OPENING CALLS:
Class III Milk Futures: | Steady to 10 Lower |
Class IV Milk Futures: | Mixed |
Butter Futures: | Mixed |
OUTSIDE MARKET OPENING CALLS:
Corn Futures: | 1 to 2 Higher |
Soybean Futures: | 8 to 12 Higher |
Soybean Meal Futures: | $3 to $4 Higher |
Wheat Futures: | 5 to 7 Higher |
MILK:
Class III milk futures have not been able to find support due to the weakness of cheese. Traders may become less interested in buying into the market due to time of year and limited trading activity of cheese.

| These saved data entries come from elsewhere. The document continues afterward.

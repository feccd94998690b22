use std::{
    fmt,
    iter::Sum,
    ops::{Add, AddAssign},
    str::FromStr,
};

use rust_decimal::{
    Decimal, RoundingStrategy,
    prelude::ToPrimitive,
};

use crate::EngineError;

/// Money amount as an exact decimal.
///
/// Records only ever hold positive amounts, but parsing is signed so the
/// entry form can tell "not a number" apart from "not positive". No
/// precision is dropped: whatever scale was typed or stored is kept.
///
/// # Examples
///
/// ```rust
/// use engine::Amount;
///
/// let amount = Amount::new(12_34);
/// assert_eq!(amount.cents(), 1234);
/// assert_eq!(amount.to_string(), "12.34");
/// ```
///
/// Parsing from user input (accepts `.` or `,` as decimal separator and
/// exponent notation):
///
/// ```rust
/// use engine::Amount;
///
/// assert_eq!("10".parse::<Amount>().unwrap().cents(), 1000);
/// assert_eq!("10,5".parse::<Amount>().unwrap().cents(), 1050);
/// assert_eq!("12.345".parse::<Amount>().unwrap().to_string(), "12.345");
/// assert_eq!("1e-05".parse::<Amount>().unwrap().to_string(), "0.00001");
/// ```
#[derive(Clone, Copy, Debug, Default, PartialEq, Eq, PartialOrd, Ord, Hash)]
#[repr(transparent)]
pub struct Amount(Decimal);

impl Amount {
    pub const ZERO: Amount = Amount(Decimal::ZERO);

    /// Creates a new amount from integer cents.
    #[must_use]
    pub fn new(cents: i64) -> Self {
        Self(Decimal::new(cents, 2))
    }

    /// The value in cents, rounded half-to-even.
    #[must_use]
    pub fn cents(self) -> i64 {
        (self.0.round_dp(2) * Decimal::ONE_HUNDRED)
            .to_i64()
            .unwrap_or(i64::MAX)
    }

    #[must_use]
    pub fn as_decimal(self) -> Decimal {
        self.0
    }

    /// Returns `true` if the amount is strictly greater than zero.
    #[must_use]
    pub fn is_positive(self) -> bool {
        self.0 > Decimal::ZERO
    }

    /// Whole units, rounded to the nearest unit and clamped at zero.
    ///
    /// Chart widgets only take unsigned integers.
    #[must_use]
    pub fn whole_units(self) -> u64 {
        self.0
            .round_dp_with_strategy(0, RoundingStrategy::MidpointAwayFromZero)
            .to_u64()
            .unwrap_or(0)
    }

    /// Lossy conversion used where a float is the only option
    /// (spreadsheet cells, pie slice ratios).
    #[must_use]
    pub fn to_f64(self) -> f64 {
        self.0.to_f64().unwrap_or(0.0)
    }

    /// Checked addition (returns `None` on overflow).
    #[must_use]
    pub fn checked_add(self, rhs: Amount) -> Option<Amount> {
        self.0.checked_add(rhs.0).map(Amount)
    }
}

impl From<Decimal> for Amount {
    fn from(value: Decimal) -> Self {
        Self(value)
    }
}

/// At least two decimals; extra significant digits are kept.
impl fmt::Display for Amount {
    fn fmt(&self, f: &mut fmt::Formatter<'_>) -> fmt::Result {
        let value = if self.0.is_zero() {
            Decimal::ZERO
        } else {
            self.0.normalize()
        };
        if value.scale() < 2 {
            write!(f, "{value:.2}")
        } else {
            write!(f, "{value}")
        }
    }
}

impl Add for Amount {
    type Output = Amount;

    fn add(self, rhs: Amount) -> Self::Output {
        Amount(self.0 + rhs.0)
    }
}

impl AddAssign for Amount {
    fn add_assign(&mut self, rhs: Amount) {
        self.0 += rhs.0;
    }
}

impl Sum for Amount {
    fn sum<I: Iterator<Item = Amount>>(iter: I) -> Self {
        iter.fold(Amount::ZERO, Add::add)
    }
}

impl FromStr for Amount {
    type Err = EngineError;

    /// Parses a decimal string.
    ///
    /// Accepts `.` or `,` as decimal separator, an optional leading `+`/`-`
    /// and an optional exponent (`1e-05`). `"5."` and `".5"` are accepted.
    fn from_str(s: &str) -> Result<Self, Self::Err> {
        let invalid = |reason: &str| EngineError::InvalidAmount(format!("{reason}: \"{s}\""));

        let trimmed = s.trim();
        let (negative, rest) = match trimmed.as_bytes().first() {
            Some(b'-') => (true, &trimmed[1..]),
            Some(b'+') => (false, &trimmed[1..]),
            _ => (false, trimmed),
        };
        if rest.is_empty() {
            return Err(invalid("empty amount"));
        }

        let rest = rest.replace(',', ".");
        let (mantissa, exponent) = match rest.split_once(['e', 'E']) {
            Some((mantissa, exponent)) => {
                let exponent: i32 = exponent.parse().map_err(|_| invalid("not a number"))?;
                (mantissa, Some(exponent))
            }
            None => (rest.as_str(), None),
        };

        let (units, frac) = mantissa.split_once('.').unwrap_or((mantissa, ""));
        let digits_only = |part: &str| part.bytes().all(|b| b.is_ascii_digit());
        if (units.is_empty() && frac.is_empty()) || !digits_only(units) || !digits_only(frac) {
            return Err(invalid("not a number"));
        }
        let units = if units.is_empty() { "0" } else { units };
        let plain = if frac.is_empty() {
            units.to_string()
        } else {
            format!("{units}.{frac}")
        };

        let value = match exponent {
            None => Decimal::from_str_exact(&plain),
            Some(exponent) => Decimal::from_scientific(&format!("{plain}e{exponent}")),
        }
        .map_err(|_| invalid("amount out of range"))?;

        Ok(Amount(if negative { -value } else { value }))
    }
}
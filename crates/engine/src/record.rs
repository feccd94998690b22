//! The module contains the `Record` type, one income or expense entry.
use core::fmt;
use std::str::FromStr;

use chrono::{NaiveDate, NaiveDateTime};

use crate::{Amount, EngineError, ReportError};

/// Column set of the persisted table, in order.
pub const COLUMNS: [&str; 5] = ["date", "type", "category", "amount", "description"];

/// Format of the `date` column.
pub const DATE_FORMAT: &str = "%Y-%m-%d %H:%M:%S";

const EXPENSE_CATEGORIES: &[&str] = &[
    "Food",
    "Transport",
    "Shopping",
    "Bills",
    "Entertainment",
    "Health",
    "Other Expense",
];

const INCOME_CATEGORIES: &[&str] = &["Salary", "Bonus", "Investment", "Gift", "Other Income"];

/// Whether a record is money coming in or going out.
#[derive(Clone, Copy, Debug, PartialEq, Eq, Hash, PartialOrd, Ord)]
pub enum RecordKind {
    Expense,
    Income,
}

impl RecordKind {
    pub const ALL: [RecordKind; 2] = [RecordKind::Expense, RecordKind::Income];

    #[must_use]
    pub const fn label(self) -> &'static str {
        match self {
            Self::Expense => "Expense",
            Self::Income => "Income",
        }
    }

    /// The fixed category list valid for this kind.
    #[must_use]
    pub const fn categories(self) -> &'static [&'static str] {
        match self {
            Self::Expense => EXPENSE_CATEGORIES,
            Self::Income => INCOME_CATEGORIES,
        }
    }

    #[must_use]
    pub fn has_category(self, category: &str) -> bool {
        self.categories().contains(&category)
    }

    #[must_use]
    pub const fn toggled(self) -> Self {
        match self {
            Self::Expense => Self::Income,
            Self::Income => Self::Expense,
        }
    }
}

impl fmt::Display for RecordKind {
    fn fmt(&self, f: &mut fmt::Formatter<'_>) -> fmt::Result {
        f.write_str(self.label())
    }
}

impl FromStr for RecordKind {
    type Err = EngineError;

    fn from_str(s: &str) -> Result<Self, Self::Err> {
        match s.trim() {
            "Expense" => Ok(Self::Expense),
            "Income" => Ok(Self::Income),
            other => Err(EngineError::InvalidKind(other.to_string())),
        }
    }
}

/// Every category, expense ones first.
pub fn all_categories() -> impl Iterator<Item = &'static str> {
    RecordKind::ALL
        .into_iter()
        .flat_map(|kind| kind.categories().iter().copied())
}

/// One saved income or expense entry.
///
/// `date` keeps the text found in the table. Records created by the
/// application always use [`DATE_FORMAT`]; rows edited by hand may not, which
/// is only detected when a date is actually needed (see [`Record::timestamp`]).
#[derive(Clone, Debug, PartialEq, Eq)]
pub struct Record {
    pub date: String,
    pub kind: RecordKind,
    pub category: String,
    pub amount: Amount,
    pub description: Option<String>,
}

impl Record {
    pub fn new(
        created_at: NaiveDateTime,
        kind: RecordKind,
        category: impl Into<String>,
        amount: Amount,
        description: Option<String>,
    ) -> Self {
        Self {
            date: created_at.format(DATE_FORMAT).to_string(),
            kind,
            category: category.into(),
            amount,
            description,
        }
    }

    /// Parses the `date` column, accepting a full timestamp or a bare date.
    pub fn timestamp(&self) -> Result<NaiveDateTime, ReportError> {
        let raw = self.date.trim();
        if let Ok(timestamp) = NaiveDateTime::parse_from_str(raw, DATE_FORMAT) {
            return Ok(timestamp);
        }
        NaiveDate::parse_from_str(raw, "%Y-%m-%d")
            .ok()
            .and_then(|day| day.and_hms_opt(0, 0, 0))
            .ok_or_else(|| ReportError::MalformedDate {
                date: self.date.clone(),
            })
    }

    /// The record as display text, one entry per column of [`COLUMNS`].
    #[must_use]
    pub fn cells(&self) -> [String; 5] {
        [
            self.date.clone(),
            self.kind.label().to_string(),
            self.category.clone(),
            self.amount.to_string(),
            self.description.clone().unwrap_or_default(),
        ]
    }
}

impl fmt::Display for Record {
    fn fmt(&self, f: &mut fmt::Formatter<'_>) -> fmt::Result {
        write!(
            f,
            "{} {} {} {}",
            self.date, self.kind, self.category, self.amount
        )?;
        if let Some(description) = &self.description {
            write!(f, " {description}")?;
        }
        Ok(())
    }
}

The December contract is reflecting further price weakness with price below $20.00. There has been quite a bit of volatility during the past year, but that may be limited as we move through the end of the year. Increasing milk production with increasing cheese and butter production will leave sufficient supply available to the market. Some input prices have been decreasing, which will help to improve the cost of production; but overall input prices remain high. Yet, adjustments have been made and milk production is running above a year ago. The November Federal order class prices will be announced Wednesday. USDA will release the October Agricultural Prices report this afternoon, which will provide prices used to calculate income over feed for the Dairy Margin Coverage program.
CHEESE:
The block/barrel spread has been narrowing and should continue to do so as blocks are expected to weaken more than barrels. The big demand push for the holidays seems to be mostly finished, leaving buyers less aggressive in the market. Spot prices may be choppy, but the overall trend seems to be down.
BUTTER:
Spot trading activity of butter has slowed but buyers and sellers remain comfortable at the current price level. Increased butter production will keep the market supplied and could rebuild inventory. The feared butter shortage increased demand for a period but that has run its course, leaving end users with extra butter on hand for the time being.